Records provided START

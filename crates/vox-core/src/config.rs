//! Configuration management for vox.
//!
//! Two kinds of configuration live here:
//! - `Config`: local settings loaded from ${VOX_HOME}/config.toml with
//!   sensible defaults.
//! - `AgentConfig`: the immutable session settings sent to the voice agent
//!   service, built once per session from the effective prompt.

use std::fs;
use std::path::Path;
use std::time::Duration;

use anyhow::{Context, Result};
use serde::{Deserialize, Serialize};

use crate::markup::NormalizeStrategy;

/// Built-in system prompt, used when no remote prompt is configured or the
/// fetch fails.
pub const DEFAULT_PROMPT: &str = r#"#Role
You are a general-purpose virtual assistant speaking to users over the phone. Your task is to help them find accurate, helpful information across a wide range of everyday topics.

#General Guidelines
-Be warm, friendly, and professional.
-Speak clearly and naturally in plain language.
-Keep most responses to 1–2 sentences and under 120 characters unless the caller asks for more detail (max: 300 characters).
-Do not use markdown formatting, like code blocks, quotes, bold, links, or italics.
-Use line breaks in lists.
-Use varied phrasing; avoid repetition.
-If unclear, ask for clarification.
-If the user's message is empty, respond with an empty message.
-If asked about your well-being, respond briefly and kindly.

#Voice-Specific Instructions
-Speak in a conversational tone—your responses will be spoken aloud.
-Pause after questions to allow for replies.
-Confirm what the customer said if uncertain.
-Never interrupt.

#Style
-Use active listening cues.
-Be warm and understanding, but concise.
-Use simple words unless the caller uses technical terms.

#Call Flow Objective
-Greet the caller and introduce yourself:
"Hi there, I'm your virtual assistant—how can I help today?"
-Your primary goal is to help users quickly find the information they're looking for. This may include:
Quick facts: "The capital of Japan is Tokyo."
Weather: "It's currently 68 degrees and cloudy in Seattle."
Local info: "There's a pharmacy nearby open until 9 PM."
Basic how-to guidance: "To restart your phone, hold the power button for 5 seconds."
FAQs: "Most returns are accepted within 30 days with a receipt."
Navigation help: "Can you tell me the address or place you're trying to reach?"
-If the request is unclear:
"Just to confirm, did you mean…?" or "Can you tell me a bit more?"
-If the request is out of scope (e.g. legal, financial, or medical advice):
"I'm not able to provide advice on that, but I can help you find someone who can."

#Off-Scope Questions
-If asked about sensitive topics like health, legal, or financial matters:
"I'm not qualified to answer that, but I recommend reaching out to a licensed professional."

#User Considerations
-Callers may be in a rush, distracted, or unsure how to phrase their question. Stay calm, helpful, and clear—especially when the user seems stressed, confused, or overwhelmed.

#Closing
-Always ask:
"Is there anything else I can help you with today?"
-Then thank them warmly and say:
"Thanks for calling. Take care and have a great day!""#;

Records provided END
Records provided START

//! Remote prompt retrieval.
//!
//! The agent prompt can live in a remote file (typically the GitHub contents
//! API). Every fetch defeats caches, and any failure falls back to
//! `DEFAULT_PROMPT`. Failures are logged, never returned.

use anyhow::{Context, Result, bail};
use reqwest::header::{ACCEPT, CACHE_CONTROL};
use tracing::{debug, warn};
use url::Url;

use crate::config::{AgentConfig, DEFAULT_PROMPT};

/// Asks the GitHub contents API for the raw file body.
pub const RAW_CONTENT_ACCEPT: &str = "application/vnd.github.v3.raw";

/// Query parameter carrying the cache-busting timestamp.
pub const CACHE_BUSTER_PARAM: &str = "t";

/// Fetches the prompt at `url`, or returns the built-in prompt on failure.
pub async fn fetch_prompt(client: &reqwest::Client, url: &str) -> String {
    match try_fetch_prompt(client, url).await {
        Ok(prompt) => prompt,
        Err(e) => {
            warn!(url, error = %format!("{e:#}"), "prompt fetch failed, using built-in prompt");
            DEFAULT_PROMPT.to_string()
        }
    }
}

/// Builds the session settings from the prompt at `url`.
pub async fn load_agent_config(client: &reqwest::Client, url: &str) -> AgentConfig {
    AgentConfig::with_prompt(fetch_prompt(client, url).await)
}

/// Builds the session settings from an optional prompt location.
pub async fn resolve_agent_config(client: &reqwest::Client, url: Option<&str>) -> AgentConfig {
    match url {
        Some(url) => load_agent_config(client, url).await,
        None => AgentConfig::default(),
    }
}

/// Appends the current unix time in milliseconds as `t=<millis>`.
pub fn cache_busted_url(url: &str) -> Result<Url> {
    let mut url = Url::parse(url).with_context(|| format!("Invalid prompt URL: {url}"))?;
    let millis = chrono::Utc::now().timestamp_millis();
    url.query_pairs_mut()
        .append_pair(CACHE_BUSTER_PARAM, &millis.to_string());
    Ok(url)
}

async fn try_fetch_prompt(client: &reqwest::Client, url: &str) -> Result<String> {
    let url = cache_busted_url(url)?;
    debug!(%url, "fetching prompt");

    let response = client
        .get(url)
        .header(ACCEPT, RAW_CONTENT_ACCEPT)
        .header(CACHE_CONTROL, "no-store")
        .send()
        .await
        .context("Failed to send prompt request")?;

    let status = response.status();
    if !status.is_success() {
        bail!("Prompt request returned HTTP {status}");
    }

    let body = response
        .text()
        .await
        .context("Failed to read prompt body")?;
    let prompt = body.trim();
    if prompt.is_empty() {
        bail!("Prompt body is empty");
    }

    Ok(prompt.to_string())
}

Records provided END

- **Work item**: Start with the line above that contains "-If the request is out" and stop after the line that contains "#User Considerations". Output those lines exactly, and only those.

- **Task answer**:
-If the request is out of scope (e.g. legal, financial, or medical advice):
"I'm not able to provide advice on that, but I can help you find someone who can."

#Off-Scope Questions
-If asked about sensitive topics like health, legal, or financial matters:
"I'm not qualified to answer that, but I recommend reaching out to a licensed professional."

#User Considerations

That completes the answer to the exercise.